Background information
- Origin: Seoul, South Korea
- Genres: K-pop
- Years active: 2020–present
- Label: Vine Entertainment
- Members: Navi; Dinda; Ebin; Min C;
- Past members: Léa; Dita; Jinny; Minji; Soodam; Zuu; Denise;
- Website: Official website

= Secret Number =

South Korean girl group

Secret Number (stylized in all-caps) is a South Korean girl group formed by Vine Entertainment.
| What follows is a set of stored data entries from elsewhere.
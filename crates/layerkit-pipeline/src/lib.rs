//! The layered build pipeline.
//!
//! A build runs three stages against an isolated workspace:
//!
//! 1. **Dependencies**: compile the dependency graph against a placeholder
//!    source, or restore it from a [`cache::FsLayerStore`] layer keyed by the
//!    manifest pair.
//! 2. **Compile**: swap in the real sources, remove artifacts derived from
//!    the placeholder and build the release binary.
//! 3. **Assemble**: lay the binary, assets and CA trust store out as a
//!    minimal runtime image.

pub mod assemble;
pub mod cache;
pub mod fingerprint;
pub mod fsutil;
pub mod orchestrator;
pub mod workspace;

pub use assemble::{ImageAssembler, load_image};
pub use cache::FsLayerStore;
pub use orchestrator::{
    BuildOptions, BuildOrchestrator, BuildReport, PipelineEvent, layer_key, resolved_toolchain,
};
pub use workspace::BuildWorkspace;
The current lineup consists of four members: Navi, Dinda, Ebin, and Min C.

Originally consisting of Léa, Dita, Jinny, Soodam, and Denise, the group debuted on May 19, 2020, with the single album Who Dis?. They would release another single album, Got That Boom, on November 4. Following Denise's indefinite hiatus due to contract disputes, eventually departing the group on February 5, 2022, Minji and Zuu would join the group in October, 2021, and released the single album Fire Saturday (on October 27), followed with Doomchita (on June 8, 2022), and Tap (on November 16). In 2023, Secret Number released their first Japanese extended play (EP) Like It Like It, with the single of the same name (on April 5), followed by two single albums Doxa (on May 24) and Starlight (on August 16).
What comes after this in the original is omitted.